> [DATA IN THIS EXERCISE]:
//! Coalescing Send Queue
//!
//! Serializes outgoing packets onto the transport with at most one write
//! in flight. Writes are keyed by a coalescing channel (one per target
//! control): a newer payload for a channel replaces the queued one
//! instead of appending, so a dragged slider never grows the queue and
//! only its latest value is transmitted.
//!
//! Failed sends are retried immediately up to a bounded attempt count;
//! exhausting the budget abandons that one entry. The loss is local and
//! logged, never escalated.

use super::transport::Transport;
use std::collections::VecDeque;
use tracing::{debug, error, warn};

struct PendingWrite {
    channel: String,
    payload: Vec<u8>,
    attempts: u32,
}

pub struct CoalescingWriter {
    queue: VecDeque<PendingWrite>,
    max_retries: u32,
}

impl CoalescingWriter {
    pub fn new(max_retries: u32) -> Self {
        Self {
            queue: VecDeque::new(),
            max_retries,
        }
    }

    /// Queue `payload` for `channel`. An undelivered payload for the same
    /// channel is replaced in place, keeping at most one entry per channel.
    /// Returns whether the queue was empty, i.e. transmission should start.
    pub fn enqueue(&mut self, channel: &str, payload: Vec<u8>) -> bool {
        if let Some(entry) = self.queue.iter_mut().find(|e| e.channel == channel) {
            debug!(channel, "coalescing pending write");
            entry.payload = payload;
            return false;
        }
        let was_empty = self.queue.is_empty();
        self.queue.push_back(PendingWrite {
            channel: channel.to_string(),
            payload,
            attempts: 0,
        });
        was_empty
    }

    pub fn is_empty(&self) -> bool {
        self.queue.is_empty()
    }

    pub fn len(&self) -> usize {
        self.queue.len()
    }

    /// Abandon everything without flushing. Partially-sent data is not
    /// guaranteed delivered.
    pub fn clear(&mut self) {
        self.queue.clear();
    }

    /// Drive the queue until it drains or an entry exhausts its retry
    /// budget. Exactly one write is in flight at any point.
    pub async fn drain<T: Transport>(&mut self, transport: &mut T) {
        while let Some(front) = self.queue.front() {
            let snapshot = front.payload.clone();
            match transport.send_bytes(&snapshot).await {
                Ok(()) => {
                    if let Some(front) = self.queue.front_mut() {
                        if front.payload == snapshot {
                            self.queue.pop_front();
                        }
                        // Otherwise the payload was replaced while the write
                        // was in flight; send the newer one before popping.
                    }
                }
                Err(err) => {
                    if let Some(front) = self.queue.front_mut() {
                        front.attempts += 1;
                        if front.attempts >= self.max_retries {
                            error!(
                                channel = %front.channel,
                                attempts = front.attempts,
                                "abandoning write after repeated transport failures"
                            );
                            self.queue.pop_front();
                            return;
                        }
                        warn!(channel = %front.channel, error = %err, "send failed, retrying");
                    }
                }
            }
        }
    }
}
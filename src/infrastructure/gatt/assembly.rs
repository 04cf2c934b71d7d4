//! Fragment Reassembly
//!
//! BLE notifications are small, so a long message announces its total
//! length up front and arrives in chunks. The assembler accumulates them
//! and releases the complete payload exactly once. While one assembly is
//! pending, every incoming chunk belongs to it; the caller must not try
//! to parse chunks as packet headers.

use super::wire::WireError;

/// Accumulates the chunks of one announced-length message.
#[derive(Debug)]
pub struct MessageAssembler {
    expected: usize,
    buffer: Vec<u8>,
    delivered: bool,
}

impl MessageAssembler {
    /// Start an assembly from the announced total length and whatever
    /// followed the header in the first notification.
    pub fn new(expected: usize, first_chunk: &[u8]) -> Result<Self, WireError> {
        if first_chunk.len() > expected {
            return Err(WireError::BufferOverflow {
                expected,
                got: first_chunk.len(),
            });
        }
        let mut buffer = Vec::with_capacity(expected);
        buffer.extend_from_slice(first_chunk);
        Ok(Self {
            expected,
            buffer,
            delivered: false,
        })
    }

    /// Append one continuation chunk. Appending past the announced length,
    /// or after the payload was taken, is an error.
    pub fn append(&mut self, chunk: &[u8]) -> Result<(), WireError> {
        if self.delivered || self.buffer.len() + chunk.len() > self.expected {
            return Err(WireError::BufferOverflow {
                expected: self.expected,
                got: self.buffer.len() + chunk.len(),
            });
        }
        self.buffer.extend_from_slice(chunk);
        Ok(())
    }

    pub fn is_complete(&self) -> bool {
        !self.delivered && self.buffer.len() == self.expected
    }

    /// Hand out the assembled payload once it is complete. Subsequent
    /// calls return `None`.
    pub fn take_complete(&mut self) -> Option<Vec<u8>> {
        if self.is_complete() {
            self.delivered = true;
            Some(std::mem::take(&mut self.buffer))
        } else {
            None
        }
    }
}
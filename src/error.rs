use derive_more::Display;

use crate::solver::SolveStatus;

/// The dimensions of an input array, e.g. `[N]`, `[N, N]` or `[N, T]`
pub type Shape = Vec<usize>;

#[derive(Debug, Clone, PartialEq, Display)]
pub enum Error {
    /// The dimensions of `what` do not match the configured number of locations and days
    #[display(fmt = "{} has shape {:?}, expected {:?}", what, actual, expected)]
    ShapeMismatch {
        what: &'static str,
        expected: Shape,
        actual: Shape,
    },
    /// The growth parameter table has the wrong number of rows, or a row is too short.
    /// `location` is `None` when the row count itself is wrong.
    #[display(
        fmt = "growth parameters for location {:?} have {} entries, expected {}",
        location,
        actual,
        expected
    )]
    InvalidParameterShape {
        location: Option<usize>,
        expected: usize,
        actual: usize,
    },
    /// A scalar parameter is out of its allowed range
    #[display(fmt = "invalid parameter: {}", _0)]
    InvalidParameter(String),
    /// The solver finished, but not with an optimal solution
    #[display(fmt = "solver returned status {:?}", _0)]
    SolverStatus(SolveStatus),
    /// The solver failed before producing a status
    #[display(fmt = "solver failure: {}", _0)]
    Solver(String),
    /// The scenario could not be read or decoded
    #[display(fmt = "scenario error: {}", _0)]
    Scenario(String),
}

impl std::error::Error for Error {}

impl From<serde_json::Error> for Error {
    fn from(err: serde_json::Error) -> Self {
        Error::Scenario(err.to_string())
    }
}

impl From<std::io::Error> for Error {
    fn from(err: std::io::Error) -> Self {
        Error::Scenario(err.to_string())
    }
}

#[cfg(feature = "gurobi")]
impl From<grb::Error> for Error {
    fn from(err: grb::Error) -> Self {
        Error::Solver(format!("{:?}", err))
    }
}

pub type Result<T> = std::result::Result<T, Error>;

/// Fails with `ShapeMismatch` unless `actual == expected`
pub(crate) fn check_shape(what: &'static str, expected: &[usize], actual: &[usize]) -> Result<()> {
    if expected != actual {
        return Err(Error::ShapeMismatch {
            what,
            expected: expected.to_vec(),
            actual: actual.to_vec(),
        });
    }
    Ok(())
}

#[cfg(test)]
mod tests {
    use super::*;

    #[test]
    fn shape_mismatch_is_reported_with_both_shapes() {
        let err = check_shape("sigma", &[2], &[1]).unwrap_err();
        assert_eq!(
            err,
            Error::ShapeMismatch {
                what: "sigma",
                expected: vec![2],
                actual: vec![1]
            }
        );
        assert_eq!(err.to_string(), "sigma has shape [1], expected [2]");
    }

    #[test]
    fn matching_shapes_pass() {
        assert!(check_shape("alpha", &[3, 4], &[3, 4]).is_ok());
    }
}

> [WHAT IS EXPECTED]: Word for word, return each of the entries shown above.

> [EXERCISE RESPONSE]:
//! Coalescing Send Queue
//!
//! Serializes outgoing packets onto the transport with at most one write
//! in flight. Writes are keyed by a coalescing channel (one per target
//! control): a newer payload for a channel replaces the queued one
//! instead of appending, so a dragged slider never grows the queue and
//! only its latest value is transmitted.
//!
//! Failed sends are retried immediately up to a bounded attempt count;
//! exhausting the budget abandons that one entry. The loss is local and
//! logged, never escalated.

use super::transport::Transport;
use std::collections::VecDeque;
use tracing::{debug, error, warn};

struct PendingWrite {
    channel: String,
    payload: Vec<u8>,
    attempts: u32,
}

pub struct CoalescingWriter {
    queue: VecDeque<PendingWrite>,
    max_retries: u32,
}

impl CoalescingWriter {
    pub fn new(max_retries: u32) -> Self {
        Self {
            queue: VecDeque::new(),
            max_retries,
        }
    }

    /// Queue `payload` for `channel`. An undelivered payload for the same
    /// channel is replaced in place, keeping at most one entry per channel.
    /// Returns whether the queue was empty, i.e. transmission should start.
    pub fn enqueue(&mut self, channel: &str, payload: Vec<u8>) -> bool {
        if let Some(entry) = self.queue.iter_mut().find(|e| e.channel == channel) {
            debug!(channel, "coalescing pending write");
            entry.payload = payload;
            return false;
        }
        let was_empty = self.queue.is_empty();
        self.queue.push_back(PendingWrite {
            channel: channel.to_string(),
            payload,
            attempts: 0,
        });
        was_empty
    }

    pub fn is_empty(&self) -> bool {
        self.queue.is_empty()
    }

    pub fn len(&self) -> usize {
        self.queue.len()
    }

    /// Abandon everything without flushing. Partially-sent data is not
    /// guaranteed delivered.
    pub fn clear(&mut self) {
        self.queue.clear();
    }

    /// Drive the queue until it drains or an entry exhausts its retry
    /// budget. Exactly one write is in flight at any point.
    pub async fn drain<T: Transport>(&mut self, transport: &mut T) {
        while let Some(front) = self.queue.front() {
            let snapshot = front.payload.clone();
            match transport.send_bytes(&snapshot).await {
                Ok(()) => {
                    if let Some(front) = self.queue.front_mut() {
                        if front.payload == snapshot {
                            self.queue.pop_front();
                        }
                        // Otherwise the payload was replaced while the write
                        // was in flight; send the newer one before popping.
                    }
                }
                Err(err) => {
                    if let Some(front) = self.queue.front_mut() {
                        front.attempts += 1;
                        if front.attempts >= self.max_retries {
                            error!(
                                channel = %front.channel,
                                attempts = front.attempts,
                                "abandoning write after repeated transport failures"
                            );
                            self.queue.pop_front();
                            return;
                        }
                        warn!(channel = %front.channel, error = %err, "send failed, retrying");
                    }
                }
            }
        }
    }
}
filename src/infrastructure/gatt/assembly.rs
repository 04cf2c934b71d7d4
//! Fragment Reassembly
//!
//! BLE notifications are small, so a long message announces its total
//! length up front and arrives in chunks. The assembler accumulates them
//! and releases the complete payload exactly once. While one assembly is
//! pending, every incoming chunk belongs to it; the caller must not try
//! to parse chunks as packet headers.

use super::wire::WireError;

/// Accumulates the chunks of one announced-length message.
#[derive(Debug)]
pub struct MessageAssembler {
    expected: usize,
    buffer: Vec<u8>,
    delivered: bool,
}

impl MessageAssembler {
    /// Start an assembly from the announced total length and whatever
    /// followed the header in the first notification.
    pub fn new(expected: usize, first_chunk: &[u8]) -> Result<Self, WireError> {
        if first_chunk.len() > expected {
            return Err(WireError::BufferOverflow {
                expected,
                got: first_chunk.len(),
            });
        }
        let mut buffer = Vec::with_capacity(expected);
        buffer.extend_from_slice(first_chunk);
        Ok(Self {
            expected,
            buffer,
            delivered: false,
        })
    }

    /// Append one continuation chunk. Appending past the announced length,
    /// or after the payload was taken, is an error.
    pub fn append(&mut self, chunk: &[u8]) -> Result<(), WireError> {
        if self.delivered || self.buffer.len() + chunk.len() > self.expected {
            return Err(WireError::BufferOverflow {
                expected: self.expected,
                got: self.buffer.len() + chunk.len(),
            });
        }
        self.buffer.extend_from_slice(chunk);
        Ok(())
    }

    pub fn is_complete(&self) -> bool {
        !self.delivered && self.buffer.len() == self.expected
    }

    /// Hand out the assembled payload once it is complete. Subsequent
    /// calls return `None`.
    pub fn take_complete(&mut self) -> Option<Vec<u8>> {
        if self.is_complete() {
            self.delivered = true;
            Some(std::mem::take(&mut self.buffer))
        } else {
            None
        }
    }
}
filename src/error.rs
use derive_more::Display;

use crate::solver::SolveStatus;

/// The dimensions of an input array, e.g. `[N]`, `[N, N]` or `[N, T]`
pub type Shape = Vec<usize>;

#[derive(Debug, Clone, PartialEq, Display)]
pub enum Error {
    /// The dimensions of `what` do not match the configured number of locations and days
    #[display(fmt = "{} has shape {:?}, expected {:?}", what, actual, expected)]
    ShapeMismatch {
        what: &'static str,
        expected: Shape,
        actual: Shape,
    },
    /// The growth parameter table has the wrong number of rows, or a row is too short.
    /// `location` is `None` when the row count itself is wrong.
    #[display(
        fmt = "growth parameters for location {:?} have {} entries, expected {}",
        location,
        actual,
        expected
    )]
    InvalidParameterShape {
        location: Option<usize>,
        expected: usize,
        actual: usize,
    },
    /// A scalar parameter is out of its allowed range
    #[display(fmt = "invalid parameter: {}", _0)]
    InvalidParameter(String),
    /// The solver finished, but not with an optimal solution
    #[display(fmt = "solver returned status {:?}", _0)]
    SolverStatus(SolveStatus),
    /// The solver failed before producing a status
    #[display(fmt = "solver failure: {}", _0)]
    Solver(String),
    /// The scenario could not be read or decoded
    #[display(fmt = "scenario error: {}", _0)]
    Scenario(String),
}

impl std::error::Error for Error {}

impl From<serde_json::Error> for Error {
    fn from(err: serde_json::Error) -> Self {
        Error::Scenario(err.to_string())
    }
}

impl From<std::io::Error> for Error {
    fn from(err: std::io::Error) -> Self {
        Error::Scenario(err.to_string())
    }
}

#[cfg(feature = "gurobi")]
impl From<grb::Error> for Error {
    fn from(err: grb::Error) -> Self {
        Error::Solver(format!("{:?}", err))
    }
}

pub type Result<T> = std::result::Result<T, Error>;

/// Fails with `ShapeMismatch` unless `actual == expected`
pub(crate) fn check_shape(what: &'static str, expected: &[usize], actual: &[usize]) -> Result<()> {
    if expected != actual {
        return Err(Error::ShapeMismatch {
            what,
            expected: expected.to_vec(),
            actual: actual.to_vec(),
        });
    }
    Ok(())
}

#[cfg(test)]
mod tests {
    use super::*;

    #[test]
    fn shape_mismatch_is_reported_with_both_shapes() {
        let err = check_shape("sigma", &[2], &[1]).unwrap_err();
        assert_eq!(
            err,
            Error::ShapeMismatch {
                what: "sigma",
                expected: vec![2],
                actual: vec![1]
            }
        );
        assert_eq!(err.to_string(), "sigma has shape [1], expected [2]");
    }

    #[test]
    fn matching_shapes_pass() {
        assert!(check_shape("alpha", &[3, 4], &[3, 4]).is_ok());
    }
}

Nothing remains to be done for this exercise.